Mostly the dystopian element of the novel comes from the blindness, the disintegration of society and the attempt at rebuilding something from the remnants of life as we know it. The triffids are a menace, but they're almost a side-plot a lot of the time, and in some ways that's probably what makes Wyndham's novels more subtle and less scary than some of his sci-fi-horror peers. As in The Chrysalids, the writing is fantastic, the plot is thoughtful, the characters (and their reactions to the crisis) are complex and varied, and the story feels surprisingly modern given that it was first published in 1951; it has that timeless era-vague quality that makes all the best books so enduring. I'm not sure which of these books I've preferred so far, but I still have The Kraken Wakes and The Midwich Cuckoos on my shelves and there are more at the library, so I'm definitely not done with Wyndham yet!

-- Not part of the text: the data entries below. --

//! Trigram embedding provider using character trigram-based content-aware embeddings.

use crate::embeddings::provider::EmbeddingProvider;
use helpdesk_core::AppResult;
use std::collections::HashMap;

/// Words carrying no topical signal.
const STOP_WORDS: [&str; 40] = [
    "the", "is", "at", "which", "on", "a", "an", "as", "are", "was", "were", "for", "to", "of",
    "in", "and", "or", "but", "with", "by", "from", "this", "that", "be", "have", "has", "had",
    "it", "its", "their", "they", "them", "how", "what", "do", "does", "can", "my", "you", "your",
];

/// Trigram-based embedding provider for local, offline operation.
///
/// Deterministic and content-dependent, though not semantically accurate
/// like a neural model. Good enough to rank FAQ passages that share
/// vocabulary with the question.
#[derive(Debug)]
pub struct TrigramProvider {
    dimensions: usize,
}

/// Lowercased alphanumeric tokens longer than two characters, minus stop words.
fn tokens(text: &str) -> Vec<String> {
    text.to_lowercase()
        .split(|c: char| !c.is_alphanumeric())
        .filter(|w| w.chars().count() > 2 && !STOP_WORDS.contains(w))
        .map(str::to_string)
        .collect()
}

fn bucket(bytes: &[u8], multiplier: u64, dimensions: usize) -> usize {
    let hash = bytes
        .iter()
        .fold(0u64, |acc, b| acc.wrapping_mul(multiplier).wrapping_add(*b as u64));
    (hash as usize) % dimensions
}

impl TrigramProvider {
    /// Create a new trigram provider with specified dimensions.
    pub fn new(dimensions: usize) -> Self {
        Self { dimensions }
    }

    fn embed_text(&self, text: &str) -> Vec<f32> {
        let mut embedding = vec![0.0; self.dimensions];

        let mut word_freq: HashMap<String, u32> = HashMap::new();
        for word in tokens(text) {
            *word_freq.entry(word).or_insert(0) += 1;
        }

        for (word, freq) in &word_freq {
            let chars: Vec<char> = word.chars().collect();
            for window in chars.windows(3) {
                let trigram: String = window.iter().collect();
                let idx = bucket(trigram.as_bytes(), 37, self.dimensions);
                embedding[idx] += (*freq as f32).sqrt();
            }

            let idx = bucket(word.as_bytes(), 31, self.dimensions);
            embedding[idx] += *freq as f32;
        }

        let norm: f32 = embedding.iter().map(|x| x * x).sum::<f32>().sqrt();
        if norm > 0.0 {
            for v in &mut embedding {
                *v /= norm;
            }
        }

        embedding
    }
}

#[async_trait::async_trait]
impl EmbeddingProvider for TrigramProvider {
    fn provider_name(&self) -> &str {
        "trigram"
    }

    fn model_name(&self) -> &str {
        "trigram-v1"
    }

    fn dimensions(&self) -> usize {
        self.dimensions
    }

    async fn embed_batch(&self, texts: &[String]) -> AppResult<Vec<Vec<f32>>> {
        Ok(texts.iter().map(|text| self.embed_text(text)).collect())
    }
}

#[cfg(test)]
mod tests {
    use super::*;

    fn norm(v: &[f32]) -> f32 {
        v.iter().map(|x| x * x).sum::<f32>().sqrt()
    }

    fn dot(a: &[f32], b: &[f32]) -> f32 {
        a.iter().zip(b).map(|(x, y)| x * y).sum()
    }

    #[test]
    fn test_tokens_split_on_punctuation() {
        assert_eq!(
            tokens("How do I reset my Modem?"),
            vec!["reset".to_string(), "modem".to_string()]
        );
    }

    #[tokio::test]
    async fn test_trigram_provider_embed_single() {
        let provider = TrigramProvider::new(384);
        let embedding = provider.embed("modem reset procedure").await.unwrap();

        assert_eq!(embedding.len(), 384);
        assert!((norm(&embedding) - 1.0).abs() < 0.001);
    }

    #[tokio::test]
    async fn test_trigram_provider_deterministic() {
        let provider = TrigramProvider::new(384);
        let a = provider.embed("roaming passes").await.unwrap();
        let b = provider.embed("roaming passes").await.unwrap();
        assert_eq!(a, b);
    }

    #[tokio::test]
    async fn test_shared_vocabulary_scores_higher() {
        let provider = TrigramProvider::new(384);
        let query = provider.embed("How do I reset my modem?").await.unwrap();
        let modem = provider
            .embed("To reset your modem, unplug it for 30 seconds.")
            .await
            .unwrap();
        let billing = provider
            .embed("Invoices are emailed on the first business day.")
            .await
            .unwrap();

        assert!(dot(&query, &modem) > dot(&query, &billing));
    }

    #[tokio::test]
    async fn test_trigram_provider_empty_text() {
        let provider = TrigramProvider::new(384);
        let embedding = provider.embed("").await.unwrap();

        assert_eq!(embedding.len(), 384);
        assert!(embedding.iter().all(|&x| x == 0.0));
    }

    #[tokio::test]
    async fn test_trigram_provider_utf8_safety() {
        let provider = TrigramProvider::new(384);
        let embedding = provider
            .embed("Activation de la carte SIM à l'étranger 📱")
            .await
            .unwrap();

        assert!((norm(&embedding) - 1.0).abs() < 0.001);
    }
}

For a more coherent review I recommend checking out Ellie's thoughts over at Lit Nerd!
Notable Quotables:
- "It's humiliating to be dependent... but it's a still poorer pass to have no one to depend on."
- "Absurd it undoubtedly was, but I had a very strong sense that the moment I stove-in one of those sheets of plate-glass I should leave the old order behind me for ever: I should become a looter, a sacker, a low scavenger upon the dead body of the system that had nourished me. Such a foolish niceness of sensibility in a stricken world!"
- "The corpses of other great cities are lying buried in deserts, and obliterated by the jungles of Asia. Some of them fell so long ago that even their names have gone with them. But to those who lived there their dissolution can have seemed no more probable or possible than the necrosis of a great modern city seemed to me... It must be, I thought, one of the race's most persistent and comforting hallucinations to trust that 'it can't happen here' - that one's own little time and place is beyond cataclysms. And now it was happening here. Unless there should be some miracle I was looking on the beginning of the end of London."
- "Until then I had always thought of loneliness as something negative - an absence of company, and, of course, something temporary.... That day I had learned that it was much more. It was something that could press and oppress, could distort the ordinary, and play tricks with the mind. Something which lurked inimically all around, stretching the nerves and twanging them with alarms, never letting one forget that there was no one to help, no one to care... it waited all the time its chance to frighten and frighten horribly..."
- "Growing things seemed, indeed, to press out everywhere, rooting in the crevices between the paving stones, springing from cracks in concrete, finding lodgements even in the seats of the abandoned cars. On all sides they were encroaching to repossess themselves of the arid spaces that man had created. And curiously, as the living things took charge increasingly, the effect of the place became less oppressive."